Task to complete
Only the lines of the data holding the string "details" need to be returned.

Data to use
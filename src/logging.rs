// ABOUTME: Logging configuration and structured logging setup for observability and debugging
// ABOUTME: Configures log levels, formatters, noise reduction, and domain-specific log helpers
//
// SPDX-License-Identifier: MIT OR Apache-2.0
// Copyright (c) 2025 Air Lab

//! Structured logging configuration built on `tracing-subscriber`

use crate::constants::service_names;
use anyhow::Result;
use serde_json::json;
use std::env;
use std::io;
use tracing::{info, warn};
use tracing_subscriber::{
    fmt::{self, format::FmtSpan},
    layer::SubscriberExt,
    util::SubscriberInitExt,
    EnvFilter,
};

/// Directives applied on top of any `RUST_LOG` value to quiet chatty dependencies
const NOISE_REDUCTION: &[&str] = &[
    "hyper=warn",
    "hyper::proto=warn",
    "reqwest=warn",
    "sqlx=info",
    "sqlx::query=warn",
    "tower_http=info",
];

/// Logging configuration
#[derive(Debug, Clone)]
pub struct LoggingConfig {
    /// Log level (trace, debug, info, warn, error)
    pub level: String,
    /// Output format (json, pretty, compact)
    pub format: LogFormat,
    /// Include source file and line numbers
    pub include_location: bool,
    /// Include span open/close events
    pub include_spans: bool,
    /// Service name for structured logging
    pub service_name: String,
    /// Service version
    pub service_version: String,
    /// Environment (development, testing, production)
    pub environment: String,
}

/// Log output format options
#[derive(Debug, Clone, Copy, PartialEq, Eq)]
pub enum LogFormat {
    /// `JSON` format for production logging
    Json,
    /// Pretty format for development
    Pretty,
    /// Compact format for space-constrained environments
    Compact,
}

impl Default for LoggingConfig {
    fn default() -> Self {
        Self {
            level: "info".into(),
            format: LogFormat::Pretty,
            include_location: false,
            include_spans: false,
            service_name: service_names::AIRLAB_SERVER.into(),
            service_version: env!("CARGO_PKG_VERSION").to_owned(),
            environment: "development".into(),
        }
    }
}

impl LoggingConfig {
    /// Create logging configuration from environment variables
    #[must_use]
    pub fn from_env() -> Self {
        let level = env::var("RUST_LOG").unwrap_or_else(|_| "info".into());

        let format = match env::var("LOG_FORMAT").as_deref() {
            Ok("json") => LogFormat::Json,
            Ok("compact") => LogFormat::Compact,
            _ => LogFormat::Pretty,
        };

        let environment = env::var("ENVIRONMENT").unwrap_or_else(|_| "development".into());
        let is_production = environment == "production";

        Self {
            level,
            // JSON by default in production unless explicitly overridden
            format: if is_production && env::var("LOG_FORMAT").is_err() {
                LogFormat::Json
            } else {
                format
            },
            include_location: is_production || env::var("LOG_INCLUDE_LOCATION").is_ok(),
            include_spans: env::var("LOG_INCLUDE_SPANS").is_ok(),
            service_name: service_names::AIRLAB_SERVER.into(),
            service_version: env!("CARGO_PKG_VERSION").to_owned(),
            environment,
        }
    }

    /// Build the filter: base level or `RUST_LOG`, plus noise reduction
    fn env_filter(&self) -> EnvFilter {
        let mut filter = EnvFilter::new(&self.level);
        for directive in NOISE_REDUCTION {
            if let Ok(parsed) = directive.parse() {
                filter = filter.add_directive(parsed);
            }
        }
        if let Ok(own) = format!("airlab_assistant_builder={}", self.level).parse() {
            filter = filter.add_directive(own);
        }
        filter
    }

    /// Initialize the global tracing subscriber
    ///
    /// # Errors
    ///
    /// Returns an error if a global subscriber is already installed
    pub fn init(&self) -> Result<()> {
        let registry = tracing_subscriber::registry().with(self.env_filter());
        let span_events = if self.include_spans {
            FmtSpan::NEW | FmtSpan::CLOSE
        } else {
            FmtSpan::NONE
        };

        match self.format {
            LogFormat::Json => {
                let json_layer = fmt::layer()
                    .with_file(self.include_location)
                    .with_line_number(self.include_location)
                    .with_target(true)
                    .with_writer(io::stdout)
                    .with_span_events(span_events)
                    .json();
                registry.with(json_layer).try_init()?;
            }
            LogFormat::Pretty => {
                let pretty_layer = fmt::layer()
                    .with_file(self.include_location)
                    .with_line_number(self.include_location)
                    .with_target(true)
                    .with_writer(io::stdout)
                    .with_span_events(span_events);
                registry.with(pretty_layer).try_init()?;
            }
            LogFormat::Compact => {
                let compact_layer = fmt::layer()
                    .compact()
                    .with_target(false)
                    .with_writer(io::stdout)
                    .with_span_events(FmtSpan::NONE);
                registry.with(compact_layer).try_init()?;
            }
        }

        self.log_startup_info();
        Ok(())
    }

    /// Log structured startup information
    fn log_startup_info(&self) {
        info!(
            service.name = %self.service_name,
            service.version = %self.service_version,
            environment = %self.environment,
            log.level = %self.level,
            log.format = ?self.format,
            "Air Lab Assistant Builder starting up"
        );

        let config_summary = json!({
            "service": {
                "name": self.service_name,
                "version": self.service_version,
                "environment": self.environment
            },
            "logging": {
                "level": self.level,
                "format": format!("{:?}", self.format),
                "location": self.include_location,
                "spans": self.include_spans
            }
        });
        info!("Logging configured: {}", config_summary);
    }
}

/// Initialize logging from environment
///
/// # Errors
///
/// Returns an error if logging initialization fails
pub fn init_from_env() -> Result<()> {
    LoggingConfig::from_env().init()
}

/// Application-specific logging utilities
pub struct AppLogger;

impl AppLogger {
    /// Log user authentication events
    pub fn log_auth_event(user_id: &str, event: &str, success: bool, details: Option<&str>) {
        info!(
            user.id = %user_id,
            auth.event = %event,
            auth.success = %success,
            auth.details = details.unwrap_or(""),
            "Authentication event"
        );
    }

    /// Log `OpenAI` API calls
    pub fn log_openai_call(operation: &str, success: bool, duration_ms: u64) {
        info!(
            openai.operation = %operation,
            openai.success = %success,
            openai.duration_ms = %duration_ms,
            "OpenAI call"
        );
    }

    /// Log `API` requests
    pub fn log_api_request(
        method: &str,
        path: &str,
        status: u16,
        duration_ms: u64,
        user_id: Option<&str>,
    ) {
        info!(
            http.method = %method,
            http.path = %path,
            http.status = %status,
            http.duration_ms = %duration_ms,
            user.id = user_id.unwrap_or("anonymous"),
            "HTTP request"
        );
    }

    /// Log inbound channel traffic
    pub fn log_channel_event(channel: &str, integration_id: &str, event: &str, success: bool) {
        info!(
            channel.name = %channel,
            channel.integration_id = %integration_id,
            channel.event = %event,
            channel.success = %success,
            "Channel event"
        );
    }

    /// Log security events
    pub fn log_security_event(
        event_type: &str,
        severity: &str,
        details: &str,
        user_id: Option<&str>,
    ) {
        warn!(
            security.event = %event_type,
            security.severity = %severity,
            security.details = %details,
            user.id = user_id.unwrap_or("unknown"),
            "Security event"
        );
    }
}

Result of the exercise
    pub fn log_auth_event(user_id: &str, event: &str, success: bool, details: Option<&str>) {
            auth.details = details.unwrap_or(""),
        details: &str,
            security.details = %details,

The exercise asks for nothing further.